Top of Data for processing

//! One year of purchases, indexed three ways.
//!
//! A [`YearPartition`] keeps the same purchase set under three views: by shop,
//! by employee and by customer. Every purchase appears exactly once in each
//! view; the views share the record through an `Arc`.

use std::collections::BTreeMap;
use std::sync::Arc;

use serde::{Deserialize, Serialize};

use crate::model::{Customer, CustomerId, EmployeeId, Purchase, Shop, ShopId};

/// Per-year index of purchases by shop, employee and customer.
#[derive(Debug, Clone, Default)]
pub struct YearPartition {
    year: i32,
    by_shop: BTreeMap<ShopId, Vec<Arc<Purchase>>>,
    by_employee: BTreeMap<EmployeeId, Vec<Arc<Purchase>>>,
    by_customer: BTreeMap<CustomerId, Vec<Arc<Purchase>>>,
}

impl YearPartition {
    /// Create an empty partition for `year`.
    pub fn new(year: i32) -> Self {
        Self {
            year,
            ..Default::default()
        }
    }

    /// Build a partition from a full list of purchases in one pass.
    pub fn from_purchases(year: i32, purchases: impl IntoIterator<Item = Purchase>) -> Self {
        let mut partition = Self::new(year);
        for purchase in purchases {
            partition.add(purchase);
        }
        partition
    }

    pub fn year(&self) -> i32 {
        self.year
    }

    /// Index `purchase` under its shop, employee and customer.
    pub fn add(&mut self, purchase: Purchase) {
        let purchase = Arc::new(purchase);
        self.by_shop
            .entry(purchase.shop().id)
            .or_default()
            .push(Arc::clone(&purchase));
        self.by_employee
            .entry(purchase.employee().id)
            .or_default()
            .push(Arc::clone(&purchase));
        self.by_customer
            .entry(purchase.customer().id)
            .or_default()
            .push(purchase);
    }

    /// Purchases made in `shop`, or an empty slice.
    pub fn by_shop(&self, shop: ShopId) -> &[Arc<Purchase>] {
        self.by_shop.get(&shop).map(Vec::as_slice).unwrap_or_default()
    }

    /// Purchases handled by `employee`, or an empty slice.
    pub fn by_employee(&self, employee: EmployeeId) -> &[Arc<Purchase>] {
        self.by_employee.get(&employee).map(Vec::as_slice).unwrap_or_default()
    }

    /// Purchases made by `customer`, or an empty slice.
    pub fn by_customer(&self, customer: CustomerId) -> &[Arc<Purchase>] {
        self.by_customer.get(&customer).map(Vec::as_slice).unwrap_or_default()
    }

    /// Purchases of every shop matching `predicate`, concatenated in shop id order.
    pub fn by_shops<'a>(&'a self, predicate: impl Fn(&Shop) -> bool) -> Vec<&'a Purchase> {
        self.by_shop
            .values()
            .filter(|list| list.first().is_some_and(|p| predicate(p.shop())))
            .flat_map(|list| list.iter().map(|p| &**p))
            .collect()
    }

    /// Every purchase of the year, grouped by shop.
    pub fn purchases(&self) -> impl Iterator<Item = &Purchase> {
        self.by_shop.values().flatten().map(|p| &**p)
    }

    /// Number of purchases in the partition.
    pub fn len(&self) -> usize {
        self.by_shop.values().map(Vec::len).sum()
    }

    pub fn is_empty(&self) -> bool {
        self.len() == 0
    }

    /// Distinct customers seen this year, in id order.
    pub fn customers(&self) -> Vec<Customer> {
        self.by_customer
            .values()
            .filter_map(|list| list.first().map(|p| p.customer().clone()))
            .collect()
    }

    /// Empty every view's list, releasing the purchases but keeping the keys.
    pub fn clear(&mut self) {
        for list in self
            .by_shop
            .values_mut()
            .chain(self.by_employee.values_mut())
            .chain(self.by_customer.values_mut())
        {
            list.clear();
            list.shrink_to_fit();
        }
    }
}

/// Bumped whenever the snapshot layout changes.
pub(crate) const SNAPSHOT_VERSION: u16 = 1;

/// Serialized form of a partition. Only the purchases are stored; the three
/// views are rebuilt on decode.
#[derive(Serialize)]
pub(crate) struct SnapshotRef<'a> {
    pub format_version: u16,
    pub year: i32,
    pub purchases: Vec<&'a Purchase>,
}

#[derive(Deserialize)]
pub(crate) struct Snapshot {
    pub format_version: u16,
    pub year: i32,
    pub purchases: Vec<Purchase>,
}

impl YearPartition {
    pub(crate) fn snapshot(&self) -> SnapshotRef<'_> {
        SnapshotRef {
            format_version: SNAPSHOT_VERSION,
            year: self.year,
            purchases: self.purchases().collect(),
        }
    }
}

#[cfg(test)]
mod tests {
    use super::*;
    use crate::model::{Book, City, Employee, Item, Money};
    use chrono::NaiveDate;

    fn purchase(shop: u32, employee: u32, customer: u32, country: &str) -> Purchase {
        let city = City::new(format!("City{shop}"), country);
        Purchase::new(
            Shop::new(shop, format!("Shop {shop}"), city.clone()),
            Employee::new(employee, format!("Emp {employee}")),
            Customer::new(customer, format!("Cust {customer}"), city),
            NaiveDate::from_ymd_opt(2024, 5, 1)
                .unwrap()
                .and_hms_opt(12, 0, 0)
                .unwrap(),
            vec![Item::new(Book::new(1, "Dune", Money(1_000)), 1).unwrap()],
        )
        .unwrap()
    }

    #[test]
    fn add_indexes_every_view_once() {
        let mut p = YearPartition::new(2024);
        p.add(purchase(1, 10, 100, "Austria"));
        p.add(purchase(1, 11, 101, "Austria"));
        p.add(purchase(2, 10, 100, "Germany"));

        assert_eq!(p.len(), 3);
        assert_eq!(p.by_shop(ShopId(1)).len(), 2);
        assert_eq!(p.by_shop(ShopId(2)).len(), 1);
        assert_eq!(p.by_employee(EmployeeId(10)).len(), 2);
        assert_eq!(p.by_customer(CustomerId(101)).len(), 1);

        let employee_total: usize = p.by_employee.values().map(Vec::len).sum();
        let customer_total: usize = p.by_customer.values().map(Vec::len).sum();
        assert_eq!(employee_total, 3);
        assert_eq!(customer_total, 3);
    }

    #[test]
    fn views_share_the_record() {
        let mut p = YearPartition::new(2024);
        p.add(purchase(1, 10, 100, "Austria"));
        let a = &p.by_shop(ShopId(1))[0];
        let b = &p.by_customer(CustomerId(100))[0];
        assert!(Arc::ptr_eq(a, b));
    }

    #[test]
    fn unknown_keys_are_empty() {
        let p = YearPartition::new(2024);
        assert!(p.by_shop(ShopId(9)).is_empty());
        assert!(p.by_employee(EmployeeId(9)).is_empty());
        assert!(p.by_customer(CustomerId(9)).is_empty());
        assert!(p.by_shops(|_| true).is_empty());
    }

    #[test]
    fn by_shops_filters_on_shop() {
        let mut p = YearPartition::new(2024);
        p.add(purchase(1, 10, 100, "Austria"));
        p.add(purchase(2, 10, 101, "Germany"));
        p.add(purchase(3, 11, 102, "Austria"));

        let austrian = p.by_shops(|shop| shop.city.country == "Austria");
        assert_eq!(austrian.len(), 2);
        assert!(austrian.iter().all(|p| p.shop().city.country == "Austria"));
    }

    #[test]
    fn customers_are_distinct() {
        let mut p = YearPartition::new(2024);
        p.add(purchase(1, 10, 100, "Austria"));
        p.add(purchase(2, 10, 100, "Austria"));
        p.add(purchase(2, 10, 101, "Austria"));
        let ids: Vec<u32> = p.customers().iter().map(|c| c.id.get()).collect();
        assert_eq!(ids, vec![100, 101]);
    }

    #[test]
    fn clear_empties_lists_but_keeps_keys() {
        let mut p = YearPartition::new(2024);
        p.add(purchase(1, 10, 100, "Austria"));
        p.clear();
        assert!(p.is_empty());
        assert!(p.by_shop.contains_key(&ShopId(1)));
        assert!(p.by_shop(ShopId(1)).is_empty());
        assert!(p.customers().is_empty());
    }
}
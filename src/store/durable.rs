//! ACID-durable partition store backed by redb.
//!
//! Partitions live in their own table keyed by year; the year index is a
//! single entry in the metadata table. Each write is one transaction.

use std::path::Path;
use std::sync::Arc;

use redb::{Database, TableDefinition, TableError};

use crate::error::StoreError;
use crate::partition::YearPartition;
use crate::store::{
    PartitionStore, StoreResult, decode_partition, decode_years, encode_partition, encode_years,
};

/// Encoded partitions, keyed by year.
const PARTITIONS_TABLE: TableDefinition<i32, &[u8]> = TableDefinition::new("partitions");

/// Ledger metadata (the year index).
const META_TABLE: TableDefinition<&str, &[u8]> = TableDefinition::new("meta");

const YEARS_KEY: &str = "years";

/// Database file created inside the data directory.
pub const DB_FILE: &str = "ledger.redb";

/// Partition store using redb.
///
/// All writes go through transactions. Reads use MVCC snapshots.
pub struct DurableStore {
    db: Arc<Database>,
}

fn redb_err(context: &str, e: impl std::fmt::Display) -> StoreError {
    StoreError::Redb {
        message: format!("{context} failed: {e}"),
    }
}

impl DurableStore {
    /// Open or create a durable store in the given directory.
    pub fn open(data_dir: &Path) -> StoreResult<Self> {
        std::fs::create_dir_all(data_dir).map_err(|e| StoreError::Io { source: e })?;
        let db_path = data_dir.join(DB_FILE);
        let db = Database::create(&db_path).map_err(|e| StoreError::Redb {
            message: format!("failed to open redb at {}: {e}", db_path.display()),
        })?;
        tracing::debug!(path = %db_path.display(), "opened partition store");
        Ok(Self { db: Arc::new(db) })
    }
}

impl PartitionStore for DurableStore {
    fn persist_partition(&self, year: i32, partition: &YearPartition) -> StoreResult<()> {
        let bytes = encode_partition(partition)?;
        let txn = self.db.begin_write().map_err(|e| redb_err("begin_write", e))?;
        {
            let mut table = txn
                .open_table(PARTITIONS_TABLE)
                .map_err(|e| redb_err("open_table", e))?;
            table
                .insert(year, bytes.as_slice())
                .map_err(|e| redb_err("insert", e))?;
        }
        txn.commit().map_err(|e| redb_err("commit", e))?;
        tracing::debug!(year, bytes = bytes.len(), "persisted partition");
        Ok(())
    }

    fn reload_partition(&self, year: i32) -> StoreResult<YearPartition> {
        let txn = self.db.begin_read().map_err(|e| redb_err("begin_read", e))?;
        let table = match txn.open_table(PARTITIONS_TABLE) {
            Ok(table) => table,
            Err(TableError::TableDoesNotExist(_)) => {
                return Err(StoreError::PartitionMissing { year });
            }
            Err(e) => return Err(redb_err("open_table", e)),
        };
        let bytes = table
            .get(year)
            .map_err(|e| redb_err("get", e))?
            .map(|guard| guard.value().to_vec())
            .ok_or(StoreError::PartitionMissing { year })?;
        decode_partition(year, &bytes)
    }

    fn persist_years(&self, years: &[i32]) -> StoreResult<()> {
        let bytes = encode_years(years)?;
        let txn = self.db.begin_write().map_err(|e| redb_err("begin_write", e))?;
        {
            let mut table = txn
                .open_table(META_TABLE)
                .map_err(|e| redb_err("open_table", e))?;
            table
                .insert(YEARS_KEY, bytes.as_slice())
                .map_err(|e| redb_err("insert", e))?;
        }
        txn.commit().map_err(|e| redb_err("commit", e))?;
        Ok(())
    }

    fn load_years(&self) -> StoreResult<Vec<i32>> {
        let txn = self.db.begin_read().map_err(|e| redb_err("begin_read", e))?;
        let table = match txn.open_table(META_TABLE) {
            Ok(table) => table,
            // Nothing has been written yet.
            Err(TableError::TableDoesNotExist(_)) => return Ok(Vec::new()),
            Err(e) => return Err(redb_err("open_table", e)),
        };
        match table.get(YEARS_KEY).map_err(|e| redb_err("get", e))? {
            Some(guard) => decode_years(guard.value()),
            None => Ok(Vec::new()),
        }
    }
}

impl std::fmt::Debug for DurableStore {
    fn fmt(&self, f: &mut std::fmt::Formatter<'_>) -> std::fmt::Result {
        f.debug_struct("DurableStore").finish()
    }
}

Bottom of Data for processing

#### [Goal of the exercise]
Exactly as written, repeat the lines from the start of the listing through the line containing "Create an empty", both included.

#### [Answer box]
//! One year of purchases, indexed three ways.
//!
//! A [`YearPartition`] keeps the same purchase set under three views: by shop,
//! by employee and by customer. Every purchase appears exactly once in each
//! view; the views share the record through an `Arc`.

use std::collections::BTreeMap;
use std::sync::Arc;

use serde::{Deserialize, Serialize};

use crate::model::{Customer, CustomerId, EmployeeId, Purchase, Shop, ShopId};

/// Per-year index of purchases by shop, employee and customer.
#[derive(Debug, Clone, Default)]
pub struct YearPartition {
    year: i32,
    by_shop: BTreeMap<ShopId, Vec<Arc<Purchase>>>,
    by_employee: BTreeMap<EmployeeId, Vec<Arc<Purchase>>>,
    by_customer: BTreeMap<CustomerId, Vec<Arc<Purchase>>>,
}

impl YearPartition {
    /// Create an empty partition for `year`.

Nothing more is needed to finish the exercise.